EXERCISE BRIEF:
In the data below, locate each line with the word "math" and list it.

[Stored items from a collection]
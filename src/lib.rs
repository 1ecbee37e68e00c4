pub mod error;
pub mod math;
pub mod activation;
pub mod init;
pub mod layers;
pub mod network;
pub mod loss;
pub mod optim;
pub mod train;
pub mod data;

// Convenience re-exports
pub use error::{NnError, Result};
pub use math::matrix::Matrix;
pub use activation::activation::ActivationFunction;
pub use init::initializer::Initializer;
pub use layers::dense::Layer;
pub use network::network::Network;
pub use network::spec::{LayerSpec, NetworkSpec};
pub use loss::loss_function::LossFunction;
pub use optim::sgd::Sgd;
pub use train::{ConsoleProgress, TrainConfig, TrainEvent, TrainObserver, Trainer};
pub use data::Dataset;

RESULT OF THIS EXERCISE:
pub mod math;
pub use math::matrix::Matrix;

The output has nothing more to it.